At General Motors, Loss Reduction Is a Good Start


The restructured automaker is expected to report a relatively modest third-quarter loss on Monday, with improvement in cash flow and pricing

On Monday, Nov. 16, General Motors CEO Frederick A. "Fritz" Henderson will give the company's first update since it emerged from bankruptcy in June. The news is supposed to be good—relatively speaking.

Sources close to management who have seen the preliminary financials, but who asked not to be named, say GM will show much-improved third-quarter earnings and cash flow. The company will still be in the red, according to the sources, but will have cut losses from recent quarters by billions of dollars.

Even a slight loss would be big progress for GM. The company lost $6 billion in the first quarter—the last quarter GM reported before going bankrupt—and it lost $31 billion last year. In the third quarter of 2008, GM lost $4.2 billion, including one-time charges.

GM will show improvements in cash flow through lower costs and better net pricing on its cars, the sources say. That tracks the kind of improvements rival Ford Motor (F) showed on Nov. 2, when lower costs and high sticker prices added up to a surprise $1 billion profit.

Striking Distance of Breakeven?

"GM is stabilizing, but it's not stabilized," says longtime industry watcher Joseph Phillippi, principal of AutoTrends, a New Jersey consultancy. "The new cars are doing well."

In fact, the sources maintain that GM was within striking distance of breaking even in the third quarter, not counting charges for special items and restructuring costs.

Improved numbers would be a relief for Henderson, who is under pressure from new Chairman Edward Whitacre and GM's board to show results.

The company's earnings and cash flow will be helped in the quarter by the fact that it shut down many plants in June while it was in bankruptcy. To give dealers new inventory, factories had to crank back up when the company emerged.

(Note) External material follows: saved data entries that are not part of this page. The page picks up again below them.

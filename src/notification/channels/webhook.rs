//! 通用 JSON webhook 渠道
//!
//! 把载荷序列化为 JSON POST 到配置的地址，可附加自定义 header。

use crate::config::WebhookConfig;
use crate::notification::backend::{ensure_success, send_cancellable, Backend, DeliveryError, DeliverySettings};
use crate::notification::payload::NotificationPayload;
use crate::notification::truncate::{truncate, truncate_title, TruncateDirection};
use async_trait::async_trait;
use serde::Serialize;
use tokio_util::sync::CancellationToken;
use tracing::debug;

/// webhook 正文上限
pub const WEBHOOK_MAX_BODY: usize = 8192;

/// webhook 请求载荷
#[derive(Debug, Serialize)]
#[serde(rename_all = "camelCase")]
pub struct WebhookBody<'a> {
    pub event: &'static str,
    pub title: String,
    pub body: String,
    #[serde(skip_serializing_if = "Option::is_none")]
    pub project: Option<&'a str>,
    #[serde(skip_serializing_if = "Option::is_none")]
    pub session_id: Option<&'a str>,
    #[serde(skip_serializing_if = "Option::is_none")]
    pub elapsed_seconds: Option<u64>,
    pub timestamp: i64,
}

impl<'a> WebhookBody<'a> {
    /// 从载荷构造 JSON 请求体
    pub fn from_payload(payload: &'a NotificationPayload, direction: TruncateDirection) -> Self {
        Self {
            event: payload.category.as_str(),
            title: truncate_title(&payload.title),
            body: truncate(&payload.body, WEBHOOK_MAX_BODY, direction),
            project: payload.project_label.as_deref(),
            session_id: payload.session_id.as_deref(),
            elapsed_seconds: payload.elapsed_seconds,
            timestamp: payload.created_at_ms,
        }
    }
}

pub struct WebhookChannel {
    config: WebhookConfig,
    client: reqwest::Client,
}

impl WebhookChannel {
    /// 创建通用 webhook 渠道
    pub fn new(config: WebhookConfig, client: reqwest::Client) -> Self {
        Self { config, client }
    }
}

#[async_trait]
impl Backend for WebhookChannel {
    async fn deliver(
        &self,
        settings: &DeliverySettings,
        payload: &NotificationPayload,
        cancel: CancellationToken,
    ) -> Result<(), DeliveryError> {
        let body = WebhookBody::from_payload(payload, settings.truncate_direction);

        let mut request = self.client.post(&self.config.url).json(&body);
        for (key, value) in &self.config.headers {
            request = request.header(key.as_str(), value.as_str());
        }

        debug!(channel = "webhook", url = %self.config.url, "Sending webhook notification");
        let response = send_cancellable(request, &cancel).await?;
        ensure_success(response).await?;
        Ok(())
    }
}
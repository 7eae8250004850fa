use serde::{Deserialize, Serialize};
use std::collections::BTreeMap;

use crate::types::EventType;

/// Which handler an event is routed to.
#[derive(Debug, Clone, Copy, PartialEq, Eq, Hash, Serialize, Deserialize)]
#[serde(rename_all = "snake_case")]
pub enum ReactionType {
    /// Bounded reflex through the emergency agent.
    Emergency,
    /// Natural-language goal handed to the task loop.
    Task,
    /// Left to always-on continuous skills.
    Immediate,
    /// Logged only.
    Info,
}

impl ReactionType {
    pub fn as_str(&self) -> &'static str {
        match self {
            ReactionType::Emergency => "emergency",
            ReactionType::Task => "task",
            ReactionType::Immediate => "immediate",
            ReactionType::Info => "info",
        }
    }
}

#[derive(Debug, Clone, PartialEq, Eq, Serialize, Deserialize)]
pub struct ReactionConfig {
    pub enabled: bool,
    pub reaction_type: ReactionType,
    /// Chance in percent (0..=100) that an eligible event is acted on.
    pub probability: u8,
    /// Only react while the agent is idle.
    pub idle_only: bool,
}

impl ReactionConfig {
    pub fn new(reaction_type: ReactionType, probability: u8, idle_only: bool) -> Self {
        Self {
            enabled: true,
            reaction_type,
            probability: probability.min(100),
            idle_only,
        }
    }

    pub fn disabled(mut self) -> Self {
        self.enabled = false;
        self
    }
}

/// Per event-type reaction policy.
#[derive(Debug, Clone, PartialEq, Serialize, Deserialize)]
pub struct ReactionTable {
    entries: BTreeMap<EventType, ReactionConfig>,
}

impl ReactionTable {
    pub fn empty() -> Self {
        Self {
            entries: BTreeMap::new(),
        }
    }

    pub fn get(&self, event_type: EventType) -> Option<&ReactionConfig> {
        self.entries.get(&event_type)
    }

    pub fn set(&mut self, event_type: EventType, mut config: ReactionConfig) {
        config.probability = config.probability.min(100);
        self.entries.insert(event_type, config);
    }

    pub fn remove(&mut self, event_type: EventType) -> Option<ReactionConfig> {
        self.entries.remove(&event_type)
    }

    pub fn iter(&self) -> impl Iterator<Item = (EventType, &ReactionConfig)> {
        self.entries.iter().map(|(t, c)| (*t, c))
    }
}

impl Default for ReactionTable {
    fn default() -> Self {
        use ReactionType::*;

        let mut table = Self::empty();
        table.set(EventType::TimeChange, ReactionConfig::new(Task, 50, true));
        table.set(EventType::WeatherChange, ReactionConfig::new(Task, 50, true));
        table.set(EventType::BiomeChange, ReactionConfig::new(Task, 60, true));
        table.set(EventType::Teleport, ReactionConfig::new(Task, 100, true));
        table.set(EventType::ItemGained, ReactionConfig::new(Info, 100, true));
        table.set(EventType::HostileApproach, ReactionConfig::new(Task, 100, true));
        table.set(EventType::Damage, ReactionConfig::new(Emergency, 100, true));
        table.set(EventType::Suffocation, ReactionConfig::new(Emergency, 100, false));
        table.set(EventType::PlayerLooking, ReactionConfig::new(Task, 30, true));
        table.set(EventType::PlayerSpeaking, ReactionConfig::new(Task, 100, false));
        table
    }
}
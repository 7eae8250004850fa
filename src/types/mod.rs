pub mod event;
pub mod task;

pub use event::{Attacker, Event, EventKind, EventType};
pub use task::{AgentTask, ChatLine, StepStatus, TaskId, TaskResult, TaskStatus, TaskStep};

use serde::{Deserialize, Serialize};

pub type EntityId = u32;

/// Length of one in-game day in world ticks.
pub const DAY_LENGTH_TICKS: u64 = 24_000;

#[derive(Debug, Clone, Copy, PartialEq, Default, Serialize, Deserialize)]
pub struct Position {
    pub x: f64,
    pub y: f64,
    pub z: f64,
}

impl Position {
    pub fn new(x: f64, y: f64, z: f64) -> Self {
        Self { x, y, z }
    }

    pub fn distance_to(&self, other: &Position) -> f64 {
        let dx = self.x - other.x;
        let dy = self.y - other.y;
        let dz = self.z - other.z;
        (dx * dx + dy * dy + dz * dz).sqrt()
    }

    /// Unit vector on the horizontal plane pointing from `other` to `self`.
    /// Returns `None` when both points share the same column.
    pub fn horizontal_direction_from(&self, other: &Position) -> Option<(f64, f64)> {
        let dx = self.x - other.x;
        let dz = self.z - other.z;
        let len = (dx * dx + dz * dz).sqrt();
        if len < f64::EPSILON {
            return None;
        }
        Some((dx / len, dz / len))
    }

    pub fn offset(&self, dx: f64, dy: f64, dz: f64) -> Position {
        Position::new(self.x + dx, self.y + dy, self.z + dz)
    }

    pub fn centroid(points: &[Position]) -> Option<Position> {
        if points.is_empty() {
            return None;
        }
        let n = points.len() as f64;
        let (sx, sy, sz) = points
            .iter()
            .fold((0.0, 0.0, 0.0), |(x, y, z), p| (x + p.x, y + p.y, z + p.z));
        Some(Position::new(sx / n, sy / n, sz / n))
    }
}

impl std::fmt::Display for Position {
    fn fmt(&self, f: &mut std::fmt::Formatter<'_>) -> std::fmt::Result {
        write!(f, "({:.1}, {:.1}, {:.1})", self.x, self.y, self.z)
    }
}

#[derive(Debug, Clone, Copy, PartialEq, Eq, Hash, Serialize, Deserialize)]
#[serde(rename_all = "snake_case")]
pub enum Weather {
    Clear,
    Rain,
    Thunder,
}

impl Weather {
    pub fn as_str(&self) -> &'static str {
        match self {
            Weather::Clear => "clear",
            Weather::Rain => "rain",
            Weather::Thunder => "thunder",
        }
    }
}

/// Named bucket of the world clock.
#[derive(Debug, Clone, Copy, PartialEq, Eq, Hash, Serialize, Deserialize)]
#[serde(rename_all = "snake_case")]
pub enum TimePhase {
    Day,
    Sunset,
    Night,
    Sunrise,
}

impl TimePhase {
    pub fn from_clock(ticks: u64) -> Self {
        match ticks % DAY_LENGTH_TICKS {
            0..=11_999 => TimePhase::Day,
            12_000..=12_999 => TimePhase::Sunset,
            13_000..=22_999 => TimePhase::Night,
            _ => TimePhase::Sunrise,
        }
    }

    pub fn as_str(&self) -> &'static str {
        match self {
            TimePhase::Day => "day",
            TimePhase::Sunset => "sunset",
            TimePhase::Night => "night",
            TimePhase::Sunrise => "sunrise",
        }
    }
}

#[derive(Debug, Clone, Copy, PartialEq, Eq, Hash, Serialize, Deserialize)]
#[serde(rename_all = "snake_case")]
pub enum ActorKind {
    Player,
    Hostile,
    Passive,
    Item,
}

/// Something alive (or dropped) near the agent.
#[derive(Debug, Clone, PartialEq, Serialize, Deserialize)]
pub struct Actor {
    pub id: EntityId,
    pub name: String,
    pub kind: ActorKind,
    pub position: Position,
    /// Horizontal facing in degrees, 0 = +z, 90 = -x (the usual block-game convention).
    #[serde(default)]
    pub yaw: Option<f64>,
}

impl Actor {
    pub fn new(id: EntityId, name: impl Into<String>, kind: ActorKind, position: Position) -> Self {
        Self {
            id,
            name: name.into(),
            kind,
            position,
            yaw: None,
        }
    }

    pub fn with_yaw(mut self, yaw: f64) -> Self {
        self.yaw = Some(yaw);
        self
    }

    /// Whether this actor's yaw points at `target` within `tolerance_deg`.
    pub fn is_facing(&self, target: &Position, tolerance_deg: f64) -> bool {
        let Some(yaw) = self.yaw else {
            return false;
        };
        let dx = target.x - self.position.x;
        let dz = target.z - self.position.z;
        if dx.abs() < f64::EPSILON && dz.abs() < f64::EPSILON {
            return false;
        }
        let wanted = (-dx).atan2(dz).to_degrees();
        let mut diff = (yaw - wanted) % 360.0;
        if diff > 180.0 {
            diff -= 360.0;
        } else if diff < -180.0 {
            diff += 360.0;
        }
        diff.abs() <= tolerance_deg
    }
}

#[cfg(test)]
mod tests {
    use super::*;

    #[test]
    fn test_time_phase_buckets() {
        assert_eq!(TimePhase::from_clock(0), TimePhase::Day);
        assert_eq!(TimePhase::from_clock(11_999), TimePhase::Day);
        assert_eq!(TimePhase::from_clock(12_000), TimePhase::Sunset);
        assert_eq!(TimePhase::from_clock(13_000), TimePhase::Night);
        assert_eq!(TimePhase::from_clock(23_500), TimePhase::Sunrise);
        assert_eq!(TimePhase::from_clock(24_000 + 500), TimePhase::Day);
    }

    #[test]
    fn test_distance_and_direction() {
        let a = Position::new(0.0, 64.0, 0.0);
        let b = Position::new(3.0, 64.0, 4.0);
        assert_eq!(a.distance_to(&b), 5.0);

        let (dx, dz) = a.horizontal_direction_from(&b).unwrap();
        assert!((dx + 0.6).abs() < 1e-9);
        assert!((dz + 0.8).abs() < 1e-9);
        assert!(a.horizontal_direction_from(&a.offset(0.0, 3.0, 0.0)).is_none());
    }

    #[test]
    fn test_centroid() {
        let points = vec![
            Position::new(0.0, 0.0, 0.0),
            Position::new(2.0, 0.0, 0.0),
            Position::new(1.0, 0.0, 3.0),
        ];
        assert_eq!(Position::centroid(&points), Some(Position::new(1.0, 0.0, 1.0)));
        assert_eq!(Position::centroid(&[]), None);
    }

    #[test]
    fn test_actor_facing() {
        let agent = Position::new(0.0, 64.0, 5.0);
        let staring = Actor::new(1, "alex", ActorKind::Player, Position::new(0.0, 64.0, 0.0))
            .with_yaw(0.0);
        assert!(staring.is_facing(&agent, 20.0));

        let turned = staring.clone().with_yaw(180.0);
        assert!(!turned.is_facing(&agent, 20.0));

        let no_yaw = Actor::new(2, "steve", ActorKind::Player, Position::new(0.0, 64.0, 0.0));
        assert!(!no_yaw.is_facing(&agent, 20.0));
    }
}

That will help earnings because carmakers book revenue as soon as a car heads off the assembly line for a dealership.

At the same time, the company is still paying out union health-care costs. The company has set up a Voluntary Employee Benefits Trust, or VEBA, to pay union health-care benefits the way a pension fund pays pension benefits. But that plan hasn't kicked in yet, so GM's profitability won't show improvement from the VEBA deal until next year.

CEO Henderson to Make Three Presentations

GM's accounting is bound to raise a lot of questions. The company was in bankruptcy for the first 10 days of the quarter. On July 10, the new GM emerged and the old GM—consisting of unwanted plants and other assets—was split from the company. But accounting for profits, losses, and cash between new GM and old GM has been an accounting boondoggle, says one inside source. GM's legal and accounting staff has been working late hours and was expected to toil over the weekend finalizing the numbers for Henderson's delivery on Monday.

In fact, a source briefed on the plan says Henderson will give three presentations: One will detail the third quarter of the prior year, 2008; another will discuss the impact of the bankruptcy and old GM on the financial results; and a third will focus on results for the 80 days following GM's emergence from Chapter 11 proceedings on July 10 until the most recent quarter ended on Sept. 30.

GM is showing some progress in its showrooms. Vice-Chairman Robert A. Lutz told reporters in October that GM's cars had an $8,000 increase in net pricing in September. Sales also rose in September and GM's market-share losses have leveled off in recent months to about 20%.

GM's cash-flow situation is probably also looking better. The company said on Nov. 13 that it paid back €200 million of a bridge loan from the German government to GM's European Opel unit. GM still owes €400 million, but the fact that the company is paying debt down is a sign that cash is less of a problem.

Welch is BusinessWeek's Detroit bureau chief.